New state Means New Object
In the example above, we are creating a new object with each call to a with* method. We get a new object that is different from $request when the withCookieParams call is made and another new object with the call to withQueryParams and finally another new object with the call to withAttribute. This final object is stored in the $modifiedRequest variable, but what happens to the others? We have no real way of getting access to them. As it turns out, PHP keeps track of how many references there are to an object and when there aren’t any left, the object is marked for garbage collection.
Garbage collection is the mechanism PHP uses to reclaim memory that is no longer needed by your code. If it’s not referenced by anything, it is no longer needed. Because of this, I feel that in most cases, there’s no reason for concern over the intermediate objects that are created and discarded by following this pattern.
Let’s look at how one of these “with” methods might work.
public function withSamoflange($samoflange)
{
$new = clone $this;
$new->samoflange = $samoflange;
}
That’s it. There’s really not a lot to it, but it does allow for “chaining” or fluent calling of these mutators in order to build a new object based on some base object plus some changes. With these methods in place, and the original dependencies coming in from the constructor, and no “setters”, the effect is that you’ve got an object that is effectively immutable.
Garbage Collection in PHP
After PHP detects there are no remaining references to an object or value, PHP can garbage collect or reclaim the memory for use elsewhere. If your immutable code is built similarly to PSR-7, and you make new objects with new state often, especially when you may need to make multiple intermediate objects, there is often a concern that PHP will be making dozens, hundreds or even thousands of extra objects in order to achieve immutability. In fact, this was one of the bigger concerns brought up on the PHP-FIG mailing list in regards to PSR-7 when immutability was announced. However, PHP is pretty good with the garbage collection and these intermediate objects will be dealt with quickly.
So, even though PHP doesn’t support immutability directly at the language level, and an implementation of it either means object creation only via constructor or via cloning mutators, immutability is still a good idea.
Implementing and Ensuring Immutability
We’ve talked already about building the object via passing in values and dependencies via constructor, and providing “cloning mutators” which provide a new object that contains most of the same state. We also talked about the importance of ensuring that any depencies are also immutable. However, there are other considerations as well.
First we have the visibility modifiers of the dependencies. Public is clearly right out since it doesn’t provide any means of ensuring a dependency cannot be changed. Protected is better, but it still would allow someone to extend our immutable object and write code that could change the dependencies. Therefore, we should make the dependencies private. Additionally, to ensure inheritance cannot be used to break immutability, consider marking immutable classes as final so they cannot be extended.
However, there’s still more, even if you do all of this. An object’s dependency’s visibility can be modified via Reflection.

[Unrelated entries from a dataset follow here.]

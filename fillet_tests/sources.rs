use crate::common::{argv, write_all, TmpDir};

use fillet::ChunkSource;

use fillet_driver::generators::{
    read_path_list, resolve_encoding, split_weight, PatternSource, SourceFactory, TextEncoder,
};
use fillet_driver::{parse_command, NewlineMode, PumpMode};

use encoding::Encoding;

use rand::rngs::StdRng;
use rand::SeedableRng;

use std::collections::HashSet;
use std::path::PathBuf;

fn factory(args: &[&str]) -> fillet::Result<SourceFactory> {
    let cmd = parse_command(&argv(args))?;
    SourceFactory::from_cmd(&cmd, StdRng::seed_from_u64(7))
}

fn tokens(source: &mut dyn ChunkSource, n: usize) -> Vec<String> {
    (0..n)
        .map(|_| String::from_utf8(source.next_chunk().unwrap()).unwrap())
        .collect()
}

fn pattern(mode: PumpMode, chunk: usize) -> PatternSource {
    PatternSource::new(mode, chunk, StdRng::seed_from_u64(1))
}

#[test]
fn fixed_patterns() {
    assert_eq!(pattern(PumpMode::Bin1, 5).next_chunk().unwrap(), vec![0xFF; 5]);
    assert_eq!(pattern(PumpMode::Bin0, 5).next_chunk().unwrap(), vec![0; 5]);
}

#[test]
fn random_patterns() {
    let utf8 = pattern(PumpMode::RandUtf8, 1000).next_chunk().unwrap();
    assert_eq!(utf8.len(), 1000);
    assert!(utf8.iter().all(|&b| b >= 0x21 && b <= 0x7E));

    let hex = pattern(PumpMode::RandHex, 9).next_chunk().unwrap();
    assert_eq!(hex.len(), 8);
    assert!(hex.iter().all(|b| b"0123456789abcdef".contains(b)));
    assert_eq!(pattern(PumpMode::RandHex, 1).next_chunk().unwrap().len(), 2);

    let bin = pattern(PumpMode::RandBin, 4096).next_chunk().unwrap();
    assert_eq!(bin.len(), 4096);
    assert!(bin.iter().any(|&b| b != 0));
}

#[test]
fn forked_patterns_differ() {
    let mut source = pattern(PumpMode::RandBin, 64);
    let mut a = source.fork().unwrap();
    let mut b = source.fork().unwrap();
    assert_ne!(a.next_chunk().unwrap(), b.next_chunk().unwrap());
}

#[test]
fn newline_insertion() {
    let utf8 = resolve_encoding("utf-8", None).unwrap();
    let by_word = TextEncoder::new(utf8, NewlineMode::Word, "\r\n");
    assert_eq!(by_word.encode("ab").unwrap(), b"ab\r\n".to_vec());
    let by_char = TextEncoder::new(utf8, NewlineMode::Char, "\n");
    assert_eq!(by_char.encode("ab").unwrap(), b"a\nb\n".to_vec());
    let none = TextEncoder::new(utf8, NewlineMode::None, "\n");
    assert_eq!(none.encode("ab").unwrap(), b"ab".to_vec());
}

#[test]
fn target_encoding() {
    let latin = resolve_encoding("windows-1252", None).unwrap();
    let text = TextEncoder::new(latin, NewlineMode::None, "\n");
    assert_eq!(text.encode("café").unwrap(), vec![b'c', b'a', b'f', 0xE9]);

    let utf16 = resolve_encoding("utf-16le", None).unwrap();
    let text = TextEncoder::new(utf16, NewlineMode::None, "\n");
    assert_eq!(text.encode("hi").unwrap(), vec![b'h', 0, b'i', 0]);

    assert_eq!(resolve_encoding("nope", None).err().unwrap().exit_code(), 2);
}

#[test]
fn auto_encoding_detection() {
    let tmp = TmpDir::new();
    let utf8 = tmp.file("utf8.txt");
    write_all(&utf8, "naïve café déjà vu\n".repeat(20));
    let detected = resolve_encoding("auto", Some(PathBuf::from(&utf8).as_path())).unwrap();
    assert_eq!(detected.name(), "utf-8");

    let latin = tmp.file("latin.txt");
    let bytes: Vec<u8> = b"caf\xe9 na\xefve d\xe9j\xe0 vu\n".repeat(20);
    write_all(&latin, bytes);
    let detected = resolve_encoding("auto", Some(PathBuf::from(&latin).as_path())).unwrap();
    assert_ne!(detected.name(), "utf-8");

    assert_eq!(resolve_encoding("auto", None).unwrap().name(), "utf-8");
}

#[test]
fn weights_are_trailing_numbers() {
    assert_eq!(split_weight("hello 2.5"), (String::from("hello"), Some(2.5)));
    assert_eq!(split_weight("big apple 3"), (String::from("big apple"), Some(3.0)));
    assert_eq!(split_weight("hello"), (String::from("hello"), None));
    assert_eq!(split_weight("route 66a"), (String::from("route 66a"), None));
    assert_eq!(split_weight("v 1.2.3"), (String::from("v 1.2.3"), None));
    assert_eq!(split_weight("42"), (String::from("42"), None));
}

#[test]
fn path_lists_resolve_relative_entries() {
    let tmp = TmpDir::new();
    let list = tmp.file("list.txt");
    write_all(&list, "# dictionaries\nwords.txt\n\n  sub/more.txt  \n");
    let paths = read_path_list(PathBuf::from(&list).as_path()).unwrap();
    assert_eq!(
        paths,
        vec![
            tmp.path().join("words.txt"),
            tmp.path().join("sub/more.txt"),
        ]
    );
}

#[test]
fn word_modes() {
    let mut f = factory(&["--word=Ab", "--newline-mode=word"]).unwrap();
    assert_eq!(f.chunk_len().unwrap(), Some(3));
    assert_eq!(tokens(f.source().unwrap().as_mut(), 3), vec!["Ab\n"; 3]);

    let mut f = factory(&["--word=Ab", "--mode=random"]).unwrap();
    assert_eq!(f.chunk_len().unwrap(), None);
    let seen: HashSet<String> = tokens(f.source().unwrap().as_mut(), 64).into_iter().collect();
    assert!(seen.iter().all(|t| t == "ab" || t == "AB"));
    assert_eq!(seen.len(), 2);

    assert_eq!(factory(&[]).err().unwrap().exit_code(), 2);
    assert_eq!(
        factory(&["--pump-mode=bin1", "--chunk=0"]).err().unwrap().exit_code(),
        2
    );
}

#[test]
fn ordered_dictionary() {
    let tmp = TmpDir::new();
    let dict = tmp.file("dict.txt");
    write_all(&dict, "pear\napple\n\nfig\n");

    let mut f = factory(&["--dict", &dict, "--dict-order=sequential"]).unwrap();
    let mut source = f.source().unwrap();
    assert_eq!(tokens(source.as_mut(), 4), vec!["pear", "apple", "fig", "pear"]);
    assert!(source.fork().is_none());

    let mut f = factory(&["--dict", &dict, "--dict-order=reverse"]).unwrap();
    assert_eq!(tokens(f.source().unwrap().as_mut(), 3), vec!["fig", "apple", "pear"]);

    let mut f = factory(&["--dict", &dict, "--dict-order=presorted"]).unwrap();
    assert_eq!(tokens(f.source().unwrap().as_mut(), 4), vec!["apple", "fig", "pear", "apple"]);
}

#[test]
fn streamed_dictionaries_in_list_order() {
    let tmp = TmpDir::new();
    write_all(tmp.file("a.txt"), "one\ntwo\n");
    write_all(tmp.file("b.txt"), "three\n");
    let list = tmp.file("dicts.lst");
    write_all(&list, "a.txt\nb.txt\n");

    let mut f = factory(&["--dict-list", &list, "--dict-order=sequential"]).unwrap();
    assert_eq!(
        tokens(f.source().unwrap().as_mut(), 5),
        vec!["one", "two", "three", "one", "two"]
    );

    // Non-sequential orders need the words in memory.
    let err = factory(&["--dict-list", &list, "--dict-order=random"]).err().unwrap();
    assert_eq!(err.exit_code(), 2);
    let mut f = factory(&["--dict-list", &list, "--dict-order=reverse", "--dict-ram"]).unwrap();
    assert_eq!(tokens(f.source().unwrap().as_mut(), 3), vec!["three", "two", "one"]);
}

#[test]
fn weighted_random_choice() {
    let tmp = TmpDir::new();
    let dict = tmp.file("weights.txt");
    write_all(&dict, "never 0\nalways 5\nplain\n");

    let mut f = factory(&["--dict", &dict, "--dict-ram", "--dict-order=random"]).unwrap();
    let seen: HashSet<String> = tokens(f.source().unwrap().as_mut(), 200).into_iter().collect();
    assert!(!seen.contains("never"));
    assert!(seen.contains("always"));
    assert!(seen.contains("plain"));
}

#[test]
fn markov_chain_follows_transitions() {
    let tmp = TmpDir::new();
    let dict = tmp.file("corpus.txt");
    write_all(&dict, "one\ntwo\nthree\n");

    let mut f = factory(&["--dict", &dict, "--dict-ram", "--markov", "--ngram=2"]).unwrap();
    let words = tokens(f.source().unwrap().as_mut(), 100);
    for pair in words.windows(2) {
        assert!(pair[0] == "two" || pair[0] == "three");
        if pair[0] == "two" {
            assert_eq!(pair[1], "three");
        }
    }

    let err = factory(&["--dict", &dict, "--markov"]).err().unwrap();
    assert_eq!(err.exit_code(), 2);

    // Too few words for the model cycles the dictionary instead.
    let mut f = factory(&["--dict", &dict, "--dict-ram", "--markov", "--ngram=5"]).unwrap();
    assert_eq!(tokens(f.source().unwrap().as_mut(), 4), vec!["one", "two", "three", "one"]);
}

#[test]
fn empty_dictionary() {
    let tmp = TmpDir::new();
    let dict = tmp.file("empty.txt");
    write_all(&dict, "\n\n   \n");
    assert_eq!(
        factory(&["--dict", &dict, "--dict-ram"]).err().unwrap().exit_code(),
        2
    );

    let mut f = factory(&["--dict", &dict, "--dict-order=sequential"]).unwrap();
    let err = f.source().unwrap().next_chunk().unwrap_err();
    assert_eq!(err.exit_code(), 2);
}

#[test]
fn sources_per_target_are_independent() {
    let mut f = factory(&["--pump-mode=randbin", "--chunk=32"]).unwrap();
    let a = f.source().unwrap().next_chunk().unwrap();
    let b = f.source().unwrap().next_chunk().unwrap();
    assert_ne!(a, b);

    let mut g = factory(&["--pump-mode=randbin", "--chunk=32"]).unwrap();
    assert_eq!(g.source().unwrap().next_chunk().unwrap(), a);
}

Objects could be serialized, changed via their string representation and unserialized. Magic methods could be used in order to change dependencies of immutable objects. It’s also possible to build an anonymous function that can access and change dependencies of immutable objects. It is possible to disable serialization and deserialization by overriding __sleep and __wakeup, but all of these additional ways of breaking immutability really require someone to go out of their way to do so. Unless or until PHP provides language-level ways of creating immutable values, this is probably as good as we’ll be able to do.
Functional Programming Roots
Much of the argument towards development with immutable objects can be traced to functional programming. Immutable objects greatly reduce the chances of errors in a multi-threaded environment. Since PHP is (generally) not threaded and typically written in a “share-nothing” way, threading issues don’t come up as much as they might in other languages. The general idea with a threading issue is that if multiple threads run the same bit of code that changes the same bit of memory, the order they run can affect the results of the code. The common example is a banking transaction and is often used to explain why database transactions are important.
// Thread 1 (withdraw)
$balance1 = getBalance('12345');
$newBalance = $balance1 - 100;
setBalance('12345', $newBalance);
// Thread 2 (deposit)
$balance = getBalance('12345');
$newBalance = $balance1 + 100;
setBalance('12345', $newBalance);
Suppose these two pieces of code are running simultaneously. With threaded code, each line of code from the top runs after the line above it, and each line from the thread 2 listing runs in the order expected. However, these lines can be intermixed in any order. This means we could have a situation where thread 2 runs all of its code before thread 1, or vice versa. We also have a situation where some of thread 1 could run, then some of 2 and then back to 1. These situations result in the final balance for account 12345 being different. Suppose both threads run the getBalance line, and they both receive a value of $100. Then each thread figures out the new balance, that is, $0 for thread 1 and $200 for thread 2. The final balance at this point could be either $0 or $200 depending on which thread runs the final code last.
If thread 1 runs all the code and then thread 2 runs its code, we start and end with a final balance of $100.
Functional programming encourages immutable structures. Typically variables are created immutably unless you otherwise declare them mutable. In OOP languages like PHP, the opposite is true. You have to jump through hoops in order to make things immutable, assuming you can do it at all.
Here’s the key piece with functional programming – if you call the same function with the same arguments you get the same result. If a function works on the state of an object and that state can change, then calling the same function with the same object (with a different state) will have a different result.
Bidirectional Cannot Be Immutable
One limitation of immutable state is that it is not possible if you have bidirectional linking of objects. Since immutability requires that the underlying objects be immutable, it’s not possible to create a bidirectional dependency tree. The problem is this: An object could be created with a reference to another immutable object. However, once that object is created, the reference needs to be injected into an already existing immutable object. That cannot be done without changing the state of the original object which means we cannot do it.
$a = new Immutable();
$b = new Immutable($immutableA);
$a = $a->withReferenceTo($b);
// $a is a new object now and not the one referenced in $b.
Conclusion
Immutability, while it may seem weird at first can provide for simpler code that is easier to understand. It greatly reduces issues in threaded code, which most of us dealing in PHP don’t need to be concerned with, but it is something very useful and important to be aware of. It can help us to make code more functional and reduces side effects and hard-to-find bugs and issues. PSR-7 defines immutable structures for nearly every aspect of the request/response cycle and provides a great way to build reusable code for dealing with incoming or outgoing requests. It is not possible to make all code use immutable variables and objects, but I recommend that you look into it and consider using it whenever you decide it makes sense for your application. It can help reduce bugs and improve understanding.